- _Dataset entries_

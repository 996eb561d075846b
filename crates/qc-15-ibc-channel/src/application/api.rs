//! # Channel API Implementation
//!
//! Implements [`ChannelApi`] on the keeper by running each operation in a
//! transaction.

use tracing::info;

use crate::domain::{
    Acknowledgement, CapabilityToken, ChannelError, ChannelId, MsgAcknowledgement,
    MsgChannelCloseConfirm, MsgChannelCloseInit, MsgChannelOpenAck, MsgChannelOpenConfirm,
    MsgChannelOpenInit, MsgChannelOpenTry, MsgChannelUpgradeAck, MsgChannelUpgradeCancel,
    MsgChannelUpgradeConfirm, MsgChannelUpgradeInit, MsgChannelUpgradeTimeout,
    MsgChannelUpgradeTry, MsgRecvPacket, MsgTimeout, MsgTimeoutOnClose, Packet, PortId,
    RecvOutcome, Sequence, Timeout,
};
use crate::ports::{
    CapabilityAdapter, ChannelApi, ChannelOpenResult, KeyValueStore, ProofVerifier,
    UpgradeOutcome,
};

use super::handshake::{self, Allocated};
use super::keeper::ChannelKeeper;
use super::packet as lifecycle;
use super::upgrade;

impl<S, V, C> ChannelKeeper<S, V, C>
where
    S: KeyValueStore,
    V: ProofVerifier,
    C: CapabilityAdapter,
{
    fn open_result(
        &mut self,
        port_id: &PortId,
        allocated: Allocated,
    ) -> Result<ChannelOpenResult, ChannelError> {
        let capability = if allocated.is_new {
            self.claim_channel(port_id, &allocated.channel_id)?
        } else {
            self.channel_capability(port_id, &allocated.channel_id)
                .ok_or_else(|| ChannelError::Unauthorized {
                    port_id: port_id.clone(),
                    channel_id: allocated.channel_id.clone(),
                })?
        };
        Ok(ChannelOpenResult {
            channel_id: allocated.channel_id,
            version: allocated.version,
            capability,
        })
    }
}

impl<S, V, C> ChannelApi for ChannelKeeper<S, V, C>
where
    S: KeyValueStore,
    V: ProofVerifier,
    C: CapabilityAdapter,
{
    fn chan_open_init(
        &mut self,
        msg: MsgChannelOpenInit,
    ) -> Result<ChannelOpenResult, ChannelError> {
        let allocated = self.execute("ChanOpenInit", |ctx| handshake::chan_open_init(ctx, &msg))?;
        self.open_result(&msg.port_id, allocated)
    }

    fn chan_open_try(&mut self, msg: MsgChannelOpenTry) -> Result<ChannelOpenResult, ChannelError> {
        let allocated = self.execute("ChanOpenTry", |ctx| handshake::chan_open_try(ctx, &msg))?;
        self.open_result(&msg.port_id, allocated)
    }

    fn chan_open_ack(&mut self, msg: MsgChannelOpenAck) -> Result<(), ChannelError> {
        self.execute("ChanOpenAck", |ctx| handshake::chan_open_ack(ctx, &msg))
    }

    fn chan_open_confirm(&mut self, msg: MsgChannelOpenConfirm) -> Result<(), ChannelError> {
        self.execute("ChanOpenConfirm", |ctx| handshake::chan_open_confirm(ctx, &msg))
    }

    fn chan_close_init(&mut self, msg: MsgChannelCloseInit) -> Result<(), ChannelError> {
        self.execute("ChanCloseInit", |ctx| handshake::chan_close_init(ctx, &msg))
    }

    fn chan_close_confirm(&mut self, msg: MsgChannelCloseConfirm) -> Result<(), ChannelError> {
        self.execute("ChanCloseConfirm", |ctx| handshake::chan_close_confirm(ctx, &msg))
    }

    fn chan_upgrade_init(
        &mut self,
        msg: MsgChannelUpgradeInit,
    ) -> Result<(u64, String), ChannelError> {
        self.execute("ChanUpgradeInit", |ctx| upgrade::chan_upgrade_init(ctx, &msg))
    }

    fn chan_upgrade_try(
        &mut self,
        msg: MsgChannelUpgradeTry,
    ) -> Result<UpgradeOutcome, ChannelError> {
        self.execute("ChanUpgradeTry", |ctx| upgrade::chan_upgrade_try(ctx, &msg))
    }

    fn chan_upgrade_ack(
        &mut self,
        msg: MsgChannelUpgradeAck,
    ) -> Result<UpgradeOutcome, ChannelError> {
        self.execute("ChanUpgradeAck", |ctx| upgrade::chan_upgrade_ack(ctx, &msg))
    }

    fn chan_upgrade_confirm(
        &mut self,
        msg: MsgChannelUpgradeConfirm,
    ) -> Result<UpgradeOutcome, ChannelError> {
        self.execute("ChanUpgradeConfirm", |ctx| {
            upgrade::chan_upgrade_confirm(ctx, &msg)
        })
    }

    fn chan_upgrade_cancel(&mut self, msg: MsgChannelUpgradeCancel) -> Result<(), ChannelError> {
        self.execute("ChanUpgradeCancel", |ctx| upgrade::chan_upgrade_cancel(ctx, &msg))
    }

    fn chan_upgrade_timeout(&mut self, msg: MsgChannelUpgradeTimeout) -> Result<(), ChannelError> {
        self.execute("ChanUpgradeTimeout", |ctx| {
            upgrade::chan_upgrade_timeout(ctx, &msg)
        })
    }

    fn send_packet(
        &mut self,
        capability: &CapabilityToken,
        source_port: &PortId,
        source_channel: &ChannelId,
        timeout: Timeout,
        data: Vec<u8>,
    ) -> Result<Sequence, ChannelError> {
        let sequence = self.execute("SendPacket", |ctx| {
            lifecycle::send_packet(ctx, capability, source_port, source_channel, timeout, data)
        })?;
        info!(
            port = %source_port,
            channel = %source_channel,
            sequence = %sequence,
            "[qc-15] 📤 Packet committed"
        );
        Ok(sequence)
    }

    fn recv_packet(&mut self, msg: MsgRecvPacket) -> Result<RecvOutcome, ChannelError> {
        self.execute("RecvPacket", |ctx| lifecycle::recv_packet(ctx, &msg))
    }

    fn write_acknowledgement(
        &mut self,
        capability: &CapabilityToken,
        packet: &Packet,
        acknowledgement: Acknowledgement,
    ) -> Result<(), ChannelError> {
        self.execute("WriteAcknowledgement", |ctx| {
            lifecycle::write_acknowledgement(ctx, capability, packet, acknowledgement)
        })
    }

    fn acknowledge_packet(&mut self, msg: MsgAcknowledgement) -> Result<(), ChannelError> {
        self.execute("AcknowledgePacket", |ctx| lifecycle::acknowledge_packet(ctx, &msg))
    }

    fn timeout_packet(&mut self, msg: MsgTimeout) -> Result<(), ChannelError> {
        self.execute("TimeoutPacket", |ctx| lifecycle::timeout_packet(ctx, &msg))
    }

    fn timeout_on_close(&mut self, msg: MsgTimeoutOnClose) -> Result<(), ChannelError> {
        self.execute("TimeoutOnClose", |ctx| lifecycle::timeout_on_close(ctx, &msg))
    }
}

- _WHAT THIS TASK INVOLVES_
Copy out every record above exactly as written.

- _ANSWER TO THE EXERCISE_
repository 996eb561d075846b
filename crates/qc-15-ibc-channel/src/application/api.rs
//! # Channel API Implementation
//!
//! Implements [`ChannelApi`] on the keeper by running each operation in a
//! transaction.

use tracing::info;

use crate::domain::{
    Acknowledgement, CapabilityToken, ChannelError, ChannelId, MsgAcknowledgement,
    MsgChannelCloseConfirm, MsgChannelCloseInit, MsgChannelOpenAck, MsgChannelOpenConfirm,
    MsgChannelOpenInit, MsgChannelOpenTry, MsgChannelUpgradeAck, MsgChannelUpgradeCancel,
    MsgChannelUpgradeConfirm, MsgChannelUpgradeInit, MsgChannelUpgradeTimeout,
    MsgChannelUpgradeTry, MsgRecvPacket, MsgTimeout, MsgTimeoutOnClose, Packet, PortId,
    RecvOutcome, Sequence, Timeout,
};
use crate::ports::{
    CapabilityAdapter, ChannelApi, ChannelOpenResult, KeyValueStore, ProofVerifier,
    UpgradeOutcome,
};

use super::handshake::{self, Allocated};
use super::keeper::ChannelKeeper;
use super::packet as lifecycle;
use super::upgrade;

impl<S, V, C> ChannelKeeper<S, V, C>
where
    S: KeyValueStore,
    V: ProofVerifier,
    C: CapabilityAdapter,
{
    fn open_result(
        &mut self,
        port_id: &PortId,
        allocated: Allocated,
    ) -> Result<ChannelOpenResult, ChannelError> {
        let capability = if allocated.is_new {
            self.claim_channel(port_id, &allocated.channel_id)?
        } else {
            self.channel_capability(port_id, &allocated.channel_id)
                .ok_or_else(|| ChannelError::Unauthorized {
                    port_id: port_id.clone(),
                    channel_id: allocated.channel_id.clone(),
                })?
        };
        Ok(ChannelOpenResult {
            channel_id: allocated.channel_id,
            version: allocated.version,
            capability,
        })
    }
}

impl<S, V, C> ChannelApi for ChannelKeeper<S, V, C>
where
    S: KeyValueStore,
    V: ProofVerifier,
    C: CapabilityAdapter,
{
    fn chan_open_init(
        &mut self,
        msg: MsgChannelOpenInit,
    ) -> Result<ChannelOpenResult, ChannelError> {
        let allocated = self.execute("ChanOpenInit", |ctx| handshake::chan_open_init(ctx, &msg))?;
        self.open_result(&msg.port_id, allocated)
    }

    fn chan_open_try(&mut self, msg: MsgChannelOpenTry) -> Result<ChannelOpenResult, ChannelError> {
        let allocated = self.execute("ChanOpenTry", |ctx| handshake::chan_open_try(ctx, &msg))?;
        self.open_result(&msg.port_id, allocated)
    }

    fn chan_open_ack(&mut self, msg: MsgChannelOpenAck) -> Result<(), ChannelError> {
        self.execute("ChanOpenAck", |ctx| handshake::chan_open_ack(ctx, &msg))
    }

    fn chan_open_confirm(&mut self, msg: MsgChannelOpenConfirm) -> Result<(), ChannelError> {
        self.execute("ChanOpenConfirm", |ctx| handshake::chan_open_confirm(ctx, &msg))
    }

    fn chan_close_init(&mut self, msg: MsgChannelCloseInit) -> Result<(), ChannelError> {
        self.execute("ChanCloseInit", |ctx| handshake::chan_close_init(ctx, &msg))
    }

    fn chan_close_confirm(&mut self, msg: MsgChannelCloseConfirm) -> Result<(), ChannelError> {
        self.execute("ChanCloseConfirm", |ctx| handshake::chan_close_confirm(ctx, &msg))
    }

    fn chan_upgrade_init(
        &mut self,
        msg: MsgChannelUpgradeInit,
    ) -> Result<(u64, String), ChannelError> {
        self.execute("ChanUpgradeInit", |ctx| upgrade::chan_upgrade_init(ctx, &msg))
    }

    fn chan_upgrade_try(
        &mut self,
        msg: MsgChannelUpgradeTry,
    ) -> Result<UpgradeOutcome, ChannelError> {
        self.execute("ChanUpgradeTry", |ctx| upgrade::chan_upgrade_try(ctx, &msg))
    }

    fn chan_upgrade_ack(
        &mut self,
        msg: MsgChannelUpgradeAck,
    ) -> Result<UpgradeOutcome, ChannelError> {
        self.execute("ChanUpgradeAck", |ctx| upgrade::chan_upgrade_ack(ctx, &msg))
    }

    fn chan_upgrade_confirm(
        &mut self,
        msg: MsgChannelUpgradeConfirm,
    ) -> Result<UpgradeOutcome, ChannelError> {
        self.execute("ChanUpgradeConfirm", |ctx| {
            upgrade::chan_upgrade_confirm(ctx, &msg)
        })
    }

    fn chan_upgrade_cancel(&mut self, msg: MsgChannelUpgradeCancel) -> Result<(), ChannelError> {
        self.execute("ChanUpgradeCancel", |ctx| upgrade::chan_upgrade_cancel(ctx, &msg))
    }

    fn chan_upgrade_timeout(&mut self, msg: MsgChannelUpgradeTimeout) -> Result<(), ChannelError> {
        self.execute("ChanUpgradeTimeout", |ctx| {
            upgrade::chan_upgrade_timeout(ctx, &msg)
        })
    }

    fn send_packet(
        &mut self,
        capability: &CapabilityToken,
        source_port: &PortId,
        source_channel: &ChannelId,
        timeout: Timeout,
        data: Vec<u8>,
    ) -> Result<Sequence, ChannelError> {
        let sequence = self.execute("SendPacket", |ctx| {
            lifecycle::send_packet(ctx, capability, source_port, source_channel, timeout, data)
        })?;
        info!(
            port = %source_port,
            channel = %source_channel,
            sequence = %sequence,
            "[qc-15] 📤 Packet committed"
        );
        Ok(sequence)
    }

    fn recv_packet(&mut self, msg: MsgRecvPacket) -> Result<RecvOutcome, ChannelError> {
        self.execute("RecvPacket", |ctx| lifecycle::recv_packet(ctx, &msg))
    }

    fn write_acknowledgement(
        &mut self,
        capability: &CapabilityToken,
        packet: &Packet,
        acknowledgement: Acknowledgement,
    ) -> Result<(), ChannelError> {
        self.execute("WriteAcknowledgement", |ctx| {
            lifecycle::write_acknowledgement(ctx, capability, packet, acknowledgement)
        })
    }

    fn acknowledge_packet(&mut self, msg: MsgAcknowledgement) -> Result<(), ChannelError> {
        self.execute("AcknowledgePacket", |ctx| lifecycle::acknowledge_packet(ctx, &msg))
    }

    fn timeout_packet(&mut self, msg: MsgTimeout) -> Result<(), ChannelError> {
        self.execute("TimeoutPacket", |ctx| lifecycle::timeout_packet(ctx, &msg))
    }

    fn timeout_on_close(&mut self, msg: MsgTimeoutOnClose) -> Result<(), ChannelError> {
        self.execute("TimeoutOnClose", |ctx| lifecycle::timeout_on_close(ctx, &msg))
    }
}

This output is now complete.